Coming campaign vital to De Soto
The Aug. 6 primary left Johnson County voters with an unexpected and important decision in November. Given its population, De Soto will have little chance to determine the outcome of a race that could go a long way in determining its future.
In one of the primary's biggest upsets, Charlotte O'Hara finished second in the race for the new Johnson County Commission chair position, besting assumed frontrunner Kent Crippin and three other challengers. She will now face the primary's top vote-getter, County Commissioner Annabeth Surbaugh, in the November general election.
O'Hara surely benefited from her stature in Johnson County Kansans for Life and the $90,000 of her own money she spent on the primary campaign. But it would be foolish to discount her hard work and her message of smart some would say limited growth. O'Hara got in the race after the County Commission approved a sewer district for southern Olathe that will mean skyrocketing enrollments for the Spring Hill school district. O'Hara, a Spring Hill district resident who opposed the sewer district, points to parallels between that situation and the consequences of sewer-driven development in western Shawnee on De Soto.
Surbaugh has served on the County Commission for a decade but is probably best know countywide for her opposition to Oz Entertainment Co.'s redevelopment plan for Sunflower Army Ammunition Plant. It was a stance that earned her considerable goodwill among Oz's many opponents, but it wasn't a rigid no-growth stance. Until Oz self-destructed, she left the door open for the company to prove it could deliver on promises to bring benefits to the county.
De Soto can't turn back the clock in western Shawnee, already home to some 20,000 residents. The sewers that will drive additional development are already a reality. What the city of De Soto and USD 232 badly need is commercial and residential development and limited residential growth. Should the transfer process start moving forward, Sunflower is a made-to-order opportunity to achieve just that. Any development would be greatly aided by the county's willingness to provide sewers and roads.
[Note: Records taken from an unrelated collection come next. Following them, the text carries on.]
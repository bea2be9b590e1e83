//! Single-user dashboard session.
//!
//! The session owns the only mutable state (pinned terms, the latest table
//! snapshots, the latest free text and the drilldown state) and turns each UI
//! [`Event`] into a fresh render [`Update`]. Nothing is cached: every update is
//! recomputed from the read-only [`TermStore`].
//!
//! ```text
//! Idle ──click──▶ Drilldown(date) ──click──▶ Drilldown(date')
//!   ▲                   │
//!   └─────clear─────────┘        selection events never change this state
//! ```
use serde::{Deserialize, Serialize};
use tracing::debug;

use crate::config::DashboardConfig;
use crate::drilldown::{on_point_clicked, DayDrilldown, PointClick};
use crate::schema::schema_of;
use crate::selection::{aggregate, PinnedTerms, Selection, TableSelection};
use crate::series::{assemble, ChartData};
use crate::store::TermStore;

/// Input from the UI layer.
#[derive(Clone, Debug, PartialEq, Serialize, Deserialize)]
#[serde(tag = "event", rename_all = "snake_case")]
pub enum Event {
    SubmitText { text: String },
    SelectRows(TableSelection),
    Pin { term: String },
    Unpin { term: String },
    ClickPoint(PointClick),
    ClearClick,
}

/// Output for the UI layer.
#[derive(Clone, Debug, PartialEq, Serialize)]
#[serde(tag = "update", content = "data", rename_all = "snake_case")]
pub enum Update {
    Chart(ChartData),
    Drilldown(DayDrilldown),
}

#[derive(Clone, Debug, Default, PartialEq)]
pub enum DrilldownState {
    #[default]
    Idle,
    Drilldown(PointClick),
}

pub struct Session<'s> {
    store: &'s TermStore,
    width: f64,
    pin_free_text: bool,
    pinned: PinnedTerms,
    free_text: Option<String>,
    tables: Vec<TableSelection>,
    state: DrilldownState,
}

impl<'s> Session<'s> {
    pub fn new(store: &'s TermStore, config: &DashboardConfig) -> Self {
        Session {
            store,
            width: config.width_fraction,
            pin_free_text: config.pin_free_text,
            pinned: PinnedTerms::new(),
            free_text: None,
            tables: Vec::new(),
            state: DrilldownState::Idle,
        }
    }

    pub fn pinned(&self) -> &PinnedTerms { &self.pinned }

    pub fn state(&self) -> &DrilldownState { &self.state }

    /// Current active terms.
    pub fn selection(&self) -> Selection {
        aggregate(self.free_text.as_deref(), &self.pinned, &self.tables)
    }

    pub fn chart(&self) -> ChartData { assemble(&self.selection(), self.store) }

    pub fn drilldown(&self) -> DayDrilldown {
        let click = match &self.state {
            DrilldownState::Idle => None,
            DrilldownState::Drilldown(c) => Some(c),
        };
        on_point_clicked(click, self.store, self.width)
    }

    pub fn handle(&mut self, event: Event) -> Update {
        debug!(?event, "session event");
        match event {
            Event::SubmitText { text } => {
                if self.pin_free_text {
                    self.pinned.add(&text);
                    self.free_text = None;
                } else {
                    self.free_text = Some(text);
                }
                Update::Chart(self.chart())
            }
            Event::SelectRows(sel) => {
                if !schema_of(sel.table).selectable {
                    debug!(table = %sel.table, "selection on a non-selectable table ignored");
                    return Update::Chart(self.chart());
                }
                self.tables.retain(|t| t.table != sel.table);
                if !sel.selected_rows.is_empty() {
                    self.tables.push(sel);
                }
                Update::Chart(self.chart())
            }
            Event::Pin { term } => {
                self.pinned.add(&term);
                Update::Chart(self.chart())
            }
            Event::Unpin { term } => {
                self.pinned.remove(&term);
                Update::Chart(self.chart())
            }
            Event::ClickPoint(click) => {
                self.state = DrilldownState::Drilldown(click);
                Update::Drilldown(self.drilldown())
            }
            Event::ClearClick => {
                self.state = DrilldownState::Idle;
                Update::Drilldown(DayDrilldown::NoSelection)
            }
        }
    }
}
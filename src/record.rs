//! Core types for **term records**, **rankings** and **chart points**.
//!
//! This module holds the data model used across the crate. Records are owned
//! (`String` terms, `chrono::NaiveDate` dates) because everything is loaded
//! once from flat files at startup and never mutated afterwards.
//!
//! # N-gram kinds
//! Every daily and frequent table is restricted to exactly one [`NgramKind`].
//! The kind only matters at load time (which file, which term column); once
//! loaded, a bigram such as `"stay home"` is looked up like any other term.
use core::fmt;

use chrono::NaiveDate;
use serde::{Deserialize, Serialize};

/// Number of words per term in a table.
#[derive(Clone, Copy, Debug, Eq, PartialEq, Hash, Ord, PartialOrd, Serialize, Deserialize)]
#[serde(rename_all = "lowercase")]
pub enum NgramKind {
    /// Single words (`"covid"`).
    Unigram,
    /// Two-word terms (`"stay home"`).
    Bigram,
    /// Three-word terms (`"wash your hands"`).
    Trigram,
}

impl NgramKind {
    /// All kinds, in load order.
    pub const ALL: [NgramKind; 3] = [NgramKind::Unigram, NgramKind::Bigram, NgramKind::Trigram];

    /// Stable lowercase name (`unigram`, `bigram`, `trigram`).
    pub fn as_str(self) -> &'static str {
        match self {
            NgramKind::Unigram => "unigram",
            NgramKind::Bigram => "bigram",
            NgramKind::Trigram => "trigram",
        }
    }
}

impl fmt::Display for NgramKind {
    fn fmt(&self, f: &mut fmt::Formatter<'_>) -> fmt::Result { f.write_str(self.as_str()) }
}

impl std::str::FromStr for NgramKind {
    type Err = String;
    fn from_str(s: &str) -> Result<Self, Self::Err> {
        match s.to_ascii_lowercase().as_str() {
            "unigram" | "unigrams" | "term" | "terms" | "1" => Ok(Self::Unigram),
            "bigram" | "bigrams" | "2" => Ok(Self::Bigram),
            "trigram" | "trigrams" | "3" => Ok(Self::Trigram),
            other => Err(format!("Unknown n-gram kind: {}", other)),
        }
    }
}

/// One daily observation: `term` was counted `counts` times on `date`.
///
/// `(term, date)` is not guaranteed unique in source data; see
/// [`crate::config::DuplicatePolicy`] for how the store resolves repeats.
#[derive(Clone, Debug, Eq, PartialEq, Hash, Serialize, Deserialize)]
pub struct TermRecord {
    pub term: String,
    pub counts: u64,
    pub date: NaiveDate,
}

impl TermRecord {
    pub fn new(term: impl Into<String>, counts: u64, date: NaiveDate) -> Self {
        TermRecord { term: term.into(), counts, date }
    }
}

/// A row of an aggregate (date-less) frequency table.
#[derive(Clone, Debug, Eq, PartialEq, Serialize, Deserialize)]
pub struct FrequentTerm {
    pub term: String,
    pub counts: u64,
}

/// A row of a per-day ranking: `(term, counts)`.
#[derive(Clone, Debug, Eq, PartialEq, Serialize, Deserialize)]
pub struct RankedTerm {
    pub term: String,
    pub counts: u64,
}

/// A single point of the trend chart, tagged by the term it belongs to.
#[derive(Clone, Debug, Eq, PartialEq, Serialize, Deserialize)]
pub struct ChartPoint {
    pub date: NaiveDate,
    pub counts: u64,
    pub term: String,
}

/// Convenience for tests and doc examples: parse a `YYYY-MM-DD` literal.
///
/// Returns `None` for anything that is not a valid calendar date.
pub fn ymd(s: &str) -> Option<NaiveDate> {
    NaiveDate::parse_from_str(s, "%Y-%m-%d").ok()
}

#[cfg(test)]
mod tests {
    use super::*;

    #[test]
    fn kind_parses_plural_and_numeric_aliases() {
        assert_eq!("Bigrams".parse::<NgramKind>().unwrap(), NgramKind::Bigram);
        assert_eq!("3".parse::<NgramKind>().unwrap(), NgramKind::Trigram);
        assert!("quadgram".parse::<NgramKind>().is_err());
    }

    #[test]
    fn ymd_rejects_impossible_dates() {
        assert!(ymd("2020-02-30").is_none());
        assert_eq!(ymd("2020-03-01").unwrap().to_string(), "2020-03-01");
    }
}
#![forbid(unsafe_code)]
//! # ngram-trends
//!
//! Frequency trends for **terms**, **bigrams** and **trigrams** extracted from a
//! daily tweet corpus. The crate is the logic behind a trend dashboard:
//! it loads the daily and aggregate frequency tables once, then answers UI
//! events with plain data the UI can render directly.
//!
//! ## Pipeline
//! - [`selection::aggregate`]: free text + pinned terms + checked table rows → active terms.
//! - [`series::assemble`]: active terms → one date-ordered, term-tagged chart series.
//! - [`drilldown::on_point_clicked`]: clicked point → day ranking, word-cloud band, headline.
//! - [`session::Session`]: single-user state machine that feeds UI events through the above.
//!
//! ## Examples
//! ```rust
//! use ngram_trends::config::DuplicatePolicy;
//! use ngram_trends::record::{ymd, TermRecord};
//! use ngram_trends::selection::{aggregate, PinnedTerms};
//! use ngram_trends::{assemble, TermStore};
//!
//! let day = |s| ymd(s).unwrap();
//! let store = TermStore::from_records(vec![
//!     TermRecord::new("covid", 100, day("2020-01-01")),
//!     TermRecord::new("covid", 150, day("2020-01-02")),
//!     TermRecord::new("virus", 90, day("2020-01-01")),
//! ], DuplicatePolicy::DropExact);
//!
//! let selection = aggregate(Some("covid"), &PinnedTerms::new(), &[]);
//! let chart = assemble(&selection, &store);
//! assert_eq!(chart.len(), 2);
//!
//! let ranking = store.ranking_for(day("2020-01-01"));
//! assert_eq!(ranking[0].term, "covid");
//! assert_eq!(ranking[1].counts, 90);
//! ```

pub mod config;
pub mod drilldown;
pub mod error;
pub mod frames;
pub mod ingest;
pub mod logging;
pub mod record;
pub mod schema;
pub mod selection;
pub mod series;
pub mod session;
pub mod store;

pub use config::DashboardConfig;
pub use drilldown::{on_point_clicked, DayDrilldown, PointClick};
pub use error::DataLoadError;
pub use selection::{aggregate, Selection};
pub use series::{assemble, ChartData};
pub use store::TermStore;

use tracing::warn;

/// Load the store described by `config`, warning about tables that lost rows
/// during coercion.
pub fn open_store(config: &DashboardConfig) -> Result<TermStore, DataLoadError> {
    config.validate()?;
    let (store, reports) = TermStore::load(&config.paths(), config.duplicate_policy)?;
    for r in reports.iter().filter(|r| r.skipped > 0) {
        warn!(table = %r.table, kept = r.kept, skipped = r.skipped, "rows skipped during load");
    }
    Ok(store)
}

/// Crate version string (from `CARGO_PKG_VERSION`).
pub const VERSION: &str = env!("CARGO_PKG_VERSION");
Given the level of interest in the Oz plan throughout the county, it might be assumed Sunflower would be an important issue in the coming campaign. Absent an earth-shattering announcement, we doubt that will be true. The unfortunate reality is that others will make a decision about an issue crucial to De Soto's future in an election that will address Sunflower only as the subtext of a larger debate. It is our hope the candidates explain how Sunflower fits in their larger vision.